WHAT YOU ARE ASKED TO DO | Give the number of lines containing "entries" in this listing, with no other words.

DATA SUPPLIED |

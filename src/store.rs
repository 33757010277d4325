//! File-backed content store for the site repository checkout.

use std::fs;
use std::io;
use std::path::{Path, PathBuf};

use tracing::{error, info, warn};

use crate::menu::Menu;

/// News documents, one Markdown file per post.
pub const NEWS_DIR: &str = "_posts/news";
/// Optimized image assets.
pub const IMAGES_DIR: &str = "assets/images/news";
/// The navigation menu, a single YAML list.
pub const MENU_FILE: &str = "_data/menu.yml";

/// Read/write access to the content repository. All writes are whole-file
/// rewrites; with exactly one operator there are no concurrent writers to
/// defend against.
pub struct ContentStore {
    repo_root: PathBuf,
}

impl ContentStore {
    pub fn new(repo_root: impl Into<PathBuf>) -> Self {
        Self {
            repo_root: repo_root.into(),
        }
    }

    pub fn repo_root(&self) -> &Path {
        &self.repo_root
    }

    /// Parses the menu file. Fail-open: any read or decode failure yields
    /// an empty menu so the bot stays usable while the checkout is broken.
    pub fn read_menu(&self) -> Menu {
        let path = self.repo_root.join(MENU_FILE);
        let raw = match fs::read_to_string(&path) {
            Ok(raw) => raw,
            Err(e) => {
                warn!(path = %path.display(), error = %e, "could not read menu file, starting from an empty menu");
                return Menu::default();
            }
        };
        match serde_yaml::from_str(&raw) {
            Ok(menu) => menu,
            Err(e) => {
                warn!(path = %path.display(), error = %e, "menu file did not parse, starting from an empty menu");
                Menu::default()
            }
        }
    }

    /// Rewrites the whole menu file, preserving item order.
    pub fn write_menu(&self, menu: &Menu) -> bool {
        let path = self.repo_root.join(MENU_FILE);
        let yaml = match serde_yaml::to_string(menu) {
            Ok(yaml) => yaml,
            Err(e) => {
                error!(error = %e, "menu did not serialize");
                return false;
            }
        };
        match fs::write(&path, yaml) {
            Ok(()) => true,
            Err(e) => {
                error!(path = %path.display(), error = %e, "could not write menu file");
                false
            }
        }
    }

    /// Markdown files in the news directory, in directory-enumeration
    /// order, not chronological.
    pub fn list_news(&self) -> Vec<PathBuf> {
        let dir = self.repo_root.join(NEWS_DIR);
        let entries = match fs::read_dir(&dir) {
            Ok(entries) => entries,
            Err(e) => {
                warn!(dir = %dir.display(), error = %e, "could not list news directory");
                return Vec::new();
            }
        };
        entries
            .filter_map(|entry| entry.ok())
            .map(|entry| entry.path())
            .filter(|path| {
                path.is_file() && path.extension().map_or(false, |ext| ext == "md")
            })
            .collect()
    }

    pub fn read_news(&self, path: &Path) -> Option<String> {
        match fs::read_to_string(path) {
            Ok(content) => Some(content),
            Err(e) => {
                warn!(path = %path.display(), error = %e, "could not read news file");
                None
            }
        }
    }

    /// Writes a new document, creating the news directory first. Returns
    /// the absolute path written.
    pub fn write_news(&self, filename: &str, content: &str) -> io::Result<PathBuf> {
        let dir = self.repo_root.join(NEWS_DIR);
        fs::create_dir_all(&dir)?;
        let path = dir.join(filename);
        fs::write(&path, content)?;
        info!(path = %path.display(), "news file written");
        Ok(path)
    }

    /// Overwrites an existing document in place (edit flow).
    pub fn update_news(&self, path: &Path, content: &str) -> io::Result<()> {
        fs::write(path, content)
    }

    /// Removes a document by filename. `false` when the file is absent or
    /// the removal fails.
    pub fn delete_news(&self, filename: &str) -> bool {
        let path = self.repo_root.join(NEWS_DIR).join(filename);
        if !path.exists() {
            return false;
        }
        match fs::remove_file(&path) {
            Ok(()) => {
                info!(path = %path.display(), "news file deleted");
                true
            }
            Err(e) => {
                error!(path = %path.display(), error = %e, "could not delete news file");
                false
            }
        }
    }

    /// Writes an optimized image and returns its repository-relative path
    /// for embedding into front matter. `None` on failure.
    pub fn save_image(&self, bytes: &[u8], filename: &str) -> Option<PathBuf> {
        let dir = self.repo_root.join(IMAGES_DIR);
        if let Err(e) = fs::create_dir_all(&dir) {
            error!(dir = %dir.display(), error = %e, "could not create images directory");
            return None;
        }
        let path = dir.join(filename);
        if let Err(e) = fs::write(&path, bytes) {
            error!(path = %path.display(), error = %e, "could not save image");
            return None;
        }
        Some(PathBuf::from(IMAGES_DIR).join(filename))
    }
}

TASK RESPONSE | 3